The artist talks about his new series of large-scale paintings, Requiem, and how his work is influenced by timeless themes such as migration, death and the sea.
Yoan Capote (b. 1977, Pinar del Río, Cuba) makes work that addresses social and political issues of a timeless nature. Coming from and working in Cuba, he is haunted by a history of migration, and this is something he frequently refers to in his work. He makes paintings, sculptures and photographs in which representations of landscape and the sea become metaphorical illustrations of psychological or emotional experiences. He received the Unesco prize during the 7th Havana Biennial, with the artists’ collective DUPP, and he represented Cuba at the 54th Venice Biennale.
For his third solo exhibition at Ben Brown Fine Arts, London, entitled Requiem, he has made a series of large-scale painted seascapes – some stretching up to three and a half metres across. These comprise multiple panels, like the altarpieces in medieval churches. Again referencing migration and death, they have also, unsurprisingly, been affected by the experience of the pandemic.
Capote spoke to Studio International by email in the run-up to the exhibition.

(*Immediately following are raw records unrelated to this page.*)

//! Unit conversion functions for the plugin registry

use gauge_plugin::prelude::*;
use crate::Quantity;

/// Shared body of the six `convert_<quantity>` functions
fn convert_call(name: &str, quantity: Quantity, args: &[Value]) -> Value {
    if args.len() != 3 {
        return Value::Error(GaugeError::arg_count(name, 3, args.len()));
    }
    if let Some(e) = args.iter().find_map(Value::as_error) {
        return Value::Error(e.clone());
    }

    let value = match args[0].as_number() {
        Some(n) => n,
        None => return Value::Error(GaugeError::arg_type(name, "value", "Number", args[0].type_name())),
    };

    let from = match args[1].as_text() {
        Some(s) => s,
        None => return Value::Error(GaugeError::arg_type(name, "from_unit", "Text", args[1].type_name())),
    };

    let to = match args[2].as_text() {
        Some(s) => s,
        None => return Value::Error(GaugeError::arg_type(name, "to_unit", "Text", args[2].type_name())),
    };

    match quantity.convert(value, from, to) {
        Ok(result) => Value::Number(result),
        Err(e) => Value::Error(e.into()),
    }
}

// ============ convert_length ============

pub struct ConvertLength;

static CONVERT_LENGTH_ARGS: [ArgMeta; 3] = [
    ArgMeta::required("value", "Number", "Value to convert"),
    ArgMeta::required("from_unit", "Text", "Source unit (m, km, cm, mm, µm, nm, in, ft, yd, mi, nmi, ly)"),
    ArgMeta::required("to_unit", "Text", "Target unit"),
];

static CONVERT_LENGTH_EXAMPLES: [&str; 3] = [
    "convert_length(1000, \"m\", \"km\") → 1",
    "convert_length(1, \"mi\", \"m\") → 1609.34",
    "convert_length(3, \"ft\", \"in\") → 36",
];

static CONVERT_LENGTH_RELATED: [&str; 2] = ["convert_area", "list_units"];

impl FunctionPlugin for ConvertLength {
    fn meta(&self) -> FunctionMeta {
        FunctionMeta {
            name: "convert_length",
            description: "Convert a length between two units",
            usage: "convert_length(value, from_unit, to_unit)",
            args: &CONVERT_LENGTH_ARGS,
            returns: "Number",
            examples: &CONVERT_LENGTH_EXAMPLES,
            category: "units",
            related: &CONVERT_LENGTH_RELATED,
        }
    }

    fn call(&self, args: &[Value], _ctx: &EvalContext) -> Value {
        convert_call("convert_length", Quantity::Length, args)
    }
}

// ============ convert_weight ============

pub struct ConvertWeight;

static CONVERT_WEIGHT_ARGS: [ArgMeta; 3] = [
    ArgMeta::required("value", "Number", "Value to convert"),
    ArgMeta::required("from_unit", "Text", "Source unit (g, kg, lb, oz, mg, ton, ct, stone, gr, dwt, t, ozt, mton, cwt, qtr, st, lb-t, lb-l, l-t, l-l)"),
    ArgMeta::required("to_unit", "Text", "Target unit"),
];

static CONVERT_WEIGHT_EXAMPLES: [&str; 2] = [
    "convert_weight(1000, \"g\", \"kg\") → 1",
    "convert_weight(1, \"oz\", \"g\") → 28.3495",
];

static CONVERT_WEIGHT_RELATED: [&str; 2] = ["convert_volume", "list_units"];

impl FunctionPlugin for ConvertWeight {
    fn meta(&self) -> FunctionMeta {
        FunctionMeta {
            name: "convert_weight",
            description: "Convert a weight between two units",
            usage: "convert_weight(value, from_unit, to_unit)",
            args: &CONVERT_WEIGHT_ARGS,
            returns: "Number",
            examples: &CONVERT_WEIGHT_EXAMPLES,
            category: "units",
            related: &CONVERT_WEIGHT_RELATED,
        }
    }

    fn call(&self, args: &[Value], _ctx: &EvalContext) -> Value {
        convert_call("convert_weight", Quantity::Weight, args)
    }
}

// ============ convert_temperature ============

pub struct ConvertTemperature;

static CONVERT_TEMPERATURE_ARGS: [ArgMeta; 3] = [
    ArgMeta::required("value", "Number", "Temperature to convert"),
    ArgMeta::required("from_unit", "Text", "Source scale (C, F, K)"),
    ArgMeta::required("to_unit", "Text", "Target scale (C, F, K)"),
];

static CONVERT_TEMPERATURE_EXAMPLES: [&str; 3] = [
    "convert_temperature(0, \"C\", \"F\") → 32",
    "convert_temperature(32, \"F\", \"K\") → 273.15",
    "convert_temperature(300, \"K\", \"C\") → 26.85",
];

static CONVERT_TEMPERATURE_RELATED: [&str; 1] = ["list_units"];

impl FunctionPlugin for ConvertTemperature {
    fn meta(&self) -> FunctionMeta {
        FunctionMeta {
            name: "convert_temperature",
            description: "Convert a temperature between Celsius, Fahrenheit and Kelvin",
            usage: "convert_temperature(value, from_unit, to_unit)",
            args: &CONVERT_TEMPERATURE_ARGS,
            returns: "Number",
            examples: &CONVERT_TEMPERATURE_EXAMPLES,
            category: "units",
            related: &CONVERT_TEMPERATURE_RELATED,
        }
    }

    fn call(&self, args: &[Value], _ctx: &EvalContext) -> Value {
        convert_call("convert_temperature", Quantity::Temperature, args)
    }
}

// ============ convert_volume ============

pub struct ConvertVolume;

static CONVERT_VOLUME_ARGS: [ArgMeta; 3] = [
    ArgMeta::required("value", "Number", "Value to convert"),
    ArgMeta::required("from_unit", "Text", "Source unit (ml, l, m3, gal, cup, fl-oz, tbsp, ...)"),
    ArgMeta::required("to_unit", "Text", "Target unit"),
];

static CONVERT_VOLUME_EXAMPLES: [&str; 2] = [
    "convert_volume(1000, \"ml\", \"l\") → 1",
    "convert_volume(1, \"gal\", \"m3\") → 0.00378541",
];

static CONVERT_VOLUME_RELATED: [&str; 2] = ["convert_weight", "list_units"];

impl FunctionPlugin for ConvertVolume {
    fn meta(&self) -> FunctionMeta {
        FunctionMeta {
            name: "convert_volume",
            description: "Convert a volume between two units",
            usage: "convert_volume(value, from_unit, to_unit)",
            args: &CONVERT_VOLUME_ARGS,
            returns: "Number",
            examples: &CONVERT_VOLUME_EXAMPLES,
            category: "units",
            related: &CONVERT_VOLUME_RELATED,
        }
    }

    fn call(&self, args: &[Value], _ctx: &EvalContext) -> Value {
        convert_call("convert_volume", Quantity::Volume, args)
    }
}

// ============ convert_speed ============

pub struct ConvertSpeed;

static CONVERT_SPEED_ARGS: [ArgMeta; 3] = [
    ArgMeta::required("value", "Number", "Value to convert"),
    ArgMeta::required("from_unit", "Text", "Source unit (m/s, km/h, mi/h, ft/s, kn)"),
    ArgMeta::required("to_unit", "Text", "Target unit"),
];

static CONVERT_SPEED_EXAMPLES: [&str; 2] = [
    "convert_speed(1, \"m/s\", \"km/h\") → 3.6",
    "convert_speed(1, \"mi/h\", \"ft/s\") → 1.46667",
];

static CONVERT_SPEED_RELATED: [&str; 2] = ["convert_length", "list_units"];

impl FunctionPlugin for ConvertSpeed {
    fn meta(&self) -> FunctionMeta {
        FunctionMeta {
            name: "convert_speed",
            description: "Convert a speed between two units",
            usage: "convert_speed(value, from_unit, to_unit)",
            args: &CONVERT_SPEED_ARGS,
            returns: "Number",
            examples: &CONVERT_SPEED_EXAMPLES,
            category: "units",
            related: &CONVERT_SPEED_RELATED,
        }
    }

    fn call(&self, args: &[Value], _ctx: &EvalContext) -> Value {
        convert_call("convert_speed", Quantity::Speed, args)
    }
}

// ============ convert_area ============

pub struct ConvertArea;

static CONVERT_AREA_ARGS: [ArgMeta; 3] = [
    ArgMeta::required("value", "Number", "Value to convert"),
    ArgMeta::required("from_unit", "Text", "Source unit (m2, km2, cm2, mm2, in2, ft2, mi2, ac, ha)"),
    ArgMeta::required("to_unit", "Text", "Target unit"),
];

static CONVERT_AREA_EXAMPLES: [&str; 2] = [
    "convert_area(1000000, \"m2\", \"km2\") → 1",
    "convert_area(1000, \"ft2\", \"m2\") → 92.903",
];

static CONVERT_AREA_RELATED: [&str; 2] = ["convert_length", "list_units"];

impl FunctionPlugin for ConvertArea {
    fn meta(&self) -> FunctionMeta {
        FunctionMeta {
            name: "convert_area",
            description: "Convert an area between two units",
            usage: "convert_area(value, from_unit, to_unit)",
            args: &CONVERT_AREA_ARGS,
            returns: "Number",
            examples: &CONVERT_AREA_EXAMPLES,
            category: "units",
            related: &CONVERT_AREA_RELATED,
        }
    }

    fn call(&self, args: &[Value], _ctx: &EvalContext) -> Value {
        convert_call("convert_area", Quantity::Area, args)
    }
}

// ============ list_units ============

pub struct ListUnits;

static LIST_UNITS_ARGS: [ArgMeta; 2] = [
    ArgMeta::required("quantity", "Text", "length, weight, temperature, volume, speed or area"),
    ArgMeta::optional("from_unit", "Text", "Only list units this unit converts to", "none"),
];

static LIST_UNITS_EXAMPLES: [&str; 2] = [
    "list_units(\"speed\") → [\"m/s\", \"km/h\", \"mi/h\", \"ft/s\", \"kn\"]",
    "list_units(\"temperature\", \"K\") → [\"C\", \"F\"]",
];

static LIST_UNITS_RELATED: [&str; 2] = ["convert_length", "convert_temperature"];

impl FunctionPlugin for ListUnits {
    fn meta(&self) -> FunctionMeta {
        FunctionMeta {
            name: "list_units",
            description: "List the unit symbols of a quantity, or the units one symbol converts to",
            usage: "list_units(quantity, [from_unit])",
            args: &LIST_UNITS_ARGS,
            returns: "List",
            examples: &LIST_UNITS_EXAMPLES,
            category: "units",
            related: &LIST_UNITS_RELATED,
        }
    }

    fn call(&self, args: &[Value], _ctx: &EvalContext) -> Value {
        if args.is_empty() || args.len() > 2 {
            return Value::Error(GaugeError::arg_count("list_units", 1, args.len()));
        }

        let name = match args[0].as_text() {
            Some(s) => s,
            None => return Value::Error(GaugeError::arg_type("list_units", "quantity", "Text", args[0].type_name())),
        };

        let quantity: Quantity = match name.parse() {
            Ok(q) => q,
            Err(e) => return Value::Error(GaugeError::from(e)),
        };

        let symbols = match args.get(1) {
            None | Some(Value::Null) => quantity.units(),
            Some(Value::Text(from)) => quantity.targets(from),
            Some(other) => {
                return Value::Error(GaugeError::arg_type("list_units", "from_unit", "Text", other.type_name()))
            }
        };

        Value::List(symbols.into_iter().map(Value::from).collect())
    }
}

Anna McNay: Give me a bit of background to the paintings in Requiem. When you paint, do you always paint the sea, or was that just your subject for this exhibition? What made you want to paint it, and are you seeking to capture something literal, or is there a more metaphorical reading to your work?
Yoan Capote: I started working on this new series, entitled Requiem, after my visit to Italy in 2019, where I had the opportunity to take a closer look at works of art from the middle ages and early Renaissance. When I was looking at many of the dramatic scenes depicted in these paintings – the martyrdom of the saints, the final judgment, the expulsion from Paradise – I found many analogies with the suffering, death and anguish of people today. In fact, during that visit, I was very moved by the news about the migrants drowning in the Mediterranean Sea, the heartbreaking images of which bore a sad similarity to what has also happened in the Caribbean Sea. Especially in Cuba, the tragedy of migrants continues to be a visceral issue.
AMc: What does the sea mean to you?
YC: I have a very emotional relationship with the sea, not only because I live on an island, but also because of all the history and spirituality that it evokes. In Cuba, the sea is related to various Catholic and Afro-Cuban deities. But, above all, when a Cuban looks at the sea, he remembers the isolation and pain of thousands of families, as well as feelings of anxiety, or experiences the psychological frustration of inhabiting a divided country, for which the sea is like a wall or a barbed-wire fence delimiting your destiny.
AMc: What makes you work at such a large scale?
YC: I work at various scales. But it is true that I like to do large-scale works, trying to make the viewer feel embraced by the work and the extension of the horizon. When the public is closer to the piece, they can focus on the aggressiveness and risk of the surface and perceive the real object in dialogue with the representation.
AMc: You frequently incorporate nails and fishhooks into your works. What made you begin to do this? Clearly, they add texture and, clearly, the fishhooks are related to the sea, but tell me more.
YC: Fishhooks are one of the first tools invented by man, an object that has not changed its design for thousands of years. They are universally understood as a symbol of a trap, risk, pain and death. In addition, I am interested in their tactile quality for these works, because, when they are all linked up, they create a metallic surface like an iron curtain or a lacerating wire barrier, which suggests the idea of a border and a political limit, represented by the sea as well.